Four years ago, the conservative justices on the Supreme Court decided that gun laws must be rooted in history in order to comply with the Second Amendment.
But they are not always comfortable with the reality this analysis unearths.
The Supreme Court heard oral argument on Tuesday in
"Wolford v. Lopez",
a case about whether states can ban people from carrying concealed firearms on private property without getting the owner’s consent.
Under the Hawaii law at issue, any armed person who wants to enter a shopping center, restaurant, or other privately owned property that is open to the public needs “express authorization” first
—for example, a sign at a store’s entrance or a verbal “okay” from an employee.
Gun laws like Hawaii’s are often called “vampire rules” because,
like the rules that applied to vampires in Bram Stoker’s Dracula,
they keep out a deadly threat unless the deadly threat receives an explicit invitation to enter.

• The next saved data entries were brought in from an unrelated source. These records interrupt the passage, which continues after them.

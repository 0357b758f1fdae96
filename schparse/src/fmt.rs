//! Canonical text output for parsed revisions.

use std::fmt;
use super::*;

impl fmt::Display for Revision {
    fn fmt(&self, f: &mut fmt::Formatter) -> fmt::Result {
        writeln!(f, "v {} {}", self.version, self.fileformat)?;
        for ob in &self.objects {
            write!(f, "{}", ob)?;
        }
        Ok(())
    }
}

impl fmt::Display for Object {
    fn fmt(&self, f: &mut fmt::Formatter) -> fmt::Result {
        write!(f, "{}", self.data)?;
        if !self.attached.is_empty() {
            writeln!(f, "{{")?;
            for ob in &self.attached {
                write!(f, "{}", ob.data)?;
            }
            writeln!(f, "}}")?;
        }
        Ok(())
    }
}

impl fmt::Display for ObData {
    fn fmt(&self, f: &mut fmt::Formatter) -> fmt::Result {
        use ObData::*;
        match self {
            Line(d) => writeln!(
                f, "L {} {} {} {} {} {} {} {} {} {}",
                d.x1, d.y1, d.x2, d.y2, d.color,
                d.width, d.capstyle,
                d.dashstyle, d.dashlength, d.dashspace),
            Box_(d) => writeln!(
                f, "B {} {} {} {} {} {} {} {} {} {} {} {} {} {} {} {}",
                d.x, d.y, d.width, d.height, d.color,
                d.linewidth, d.capstyle,
                d.dashstyle, d.dashlength, d.dashspace,
                d.filltype, d.fillwidth,
                d.angle1, d.pitch1, d.angle2, d.pitch2),
            Circle(d) => writeln!(
                f, "V {} {} {} {} {} {} {} {} {} {} {} {} {} {} {}",
                d.x, d.y, d.radius, d.color,
                d.linewidth, d.capstyle,
                d.dashstyle, d.dashlength, d.dashspace,
                d.filltype, d.fillwidth,
                d.angle1, d.pitch1, d.angle2, d.pitch2),
            Arc(d) => writeln!(
                f, "A {} {} {} {} {} {} {} {} {} {} {}",
                d.x, d.y, d.radius,
                d.startangle, d.sweepangle, d.color,
                d.linewidth, d.capstyle,
                d.dashstyle, d.dashlength, d.dashspace),
            Text(d) => {
                writeln!(f, "T {} {} {} {} {} {} {} {} {}",
                         d.x, d.y, d.color, d.size,
                         d.visibility, d.show_name_value,
                         d.angle, d.alignment, d.content.len())?;
                for line in &d.content {
                    writeln!(f, "{}", line)?;
                }
                Ok(())
            }
            Net(d) => writeln!(
                f, "N {} {} {} {} {}",
                d.x1, d.y1, d.x2, d.y2, d.color),
            Bus(d) => writeln!(
                f, "U {} {} {} {} {} {}",
                d.x1, d.y1, d.x2, d.y2, d.color, d.ripperdir),
            Pin(d) => writeln!(
                f, "P {} {} {} {} {} {} {}",
                d.x1, d.y1, d.x2, d.y2, d.color,
                d.pintype, d.whichend),
            Component(d) => writeln!(
                f, "C {} {} {} {} {} {}",
                d.x, d.y, d.selectable, d.angle, d.mirror, d.basename),
            Path(d) => {
                writeln!(f, "H {} {} {} {} {} {} {} {} {} {} {} {} {}",
                         d.color,
                         d.linewidth, d.capstyle,
                         d.dashstyle, d.dashlength, d.dashspace,
                         d.filltype, d.fillwidth,
                         d.angle1, d.pitch1, d.angle2, d.pitch2,
                         d.path.len())?;
                for line in &d.path {
                    writeln!(f, "{}", line)?;
                }
                Ok(())
            }
        }
    }
}

#[test]
fn test_text_roundtrip() {
    let src = "\
v 20201216 2
C 300 500 1 90 0 resistor-1.sym
{
T 350 800 5 10 1 1 0 0 1
refdes=R1
}
N 300 500 900 500 4
U 300 900 900 900 10 0
P 100 0 300 0 1 0 1
L 0 0 100 100 3 10 0 0 -1 -1
H 3 10 0 0 -1 -1 0 -1 -1 -1 -1 -1 2
M 100 100
z
";
    let rev = Revision::parse_str(src).unwrap();
    assert_eq!(format!("{}", rev), src);
}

Hawaii enacted its law in 2023 in response to "New York State Rifle & Pistol Association v. Bruen", a 2022 Supreme Court case that created a new test for determining the constitutionality of gun control laws.
Under #Bruen, laws that regulate “the right of the people to keep and bear arms” violate the Second Amendment unless there is a “well-established and representative historical analogue.”
This rigid standard calls on courts to invalidate all gun laws unless, in a judge’s estimation, people in the Founding era imposed similar restrictions for similar reasons.
Bruen immediately caused chaos in the lower courts,
as it called the legality of previously uncontroversial gun laws into question.
And in July 2024, after a federal appeals court ruled that laws disarming domestic violence offenders are unconstitutional because the country did not historically disarm domestic abusers,
the Court began to backpedal.
Writing for the eight-justice majority in United States v. Rahimi, Chief Justice John Roberts explained that lower courts had “misunderstood” Bruen,
and that modern gun safety laws need only a historical “analogue,”
not a historical “twin.”
(For what it’s worth, the author of Bruen, Justice Clarence Thomas, dissented in Rahimi to say that the lower court had understood his opinion just fine.)
Wolford v. Lopez is the Court’s second confrontation with the absurdities produced by Bruen’s embrace of originalism,
the idea that the Constitution has one true,
historically discoverable meaning.
At oral argument on Tuesday, the Republican justices were deeply disturbed that Hawaii defended its statute in part by pointing to an 1865 Louisiana law that prohibited people from entering private property with guns “without the consent of the owner or proprietor”
—a statute that lawmakers originally adopted in order to disarm Black people.
Nodding to the genesis of the “vampire rule” nickname,
Justice Neil Gorsuch marveled at the fact that “a lot of people” who would normally react to historical anti-Black laws
like “garlic in front of a vampire”
are now citing them to promote gun restrictions.
“I’m really interested in why,” he said.
The Bruen opinion, which Gorsuch joined, contains the answer to his question.
State lawmakers digging up historical gun regulations to justify modern gun regulations are simply doing what the Court told them to do.
It is not their fault that many historical gun regulations are racist.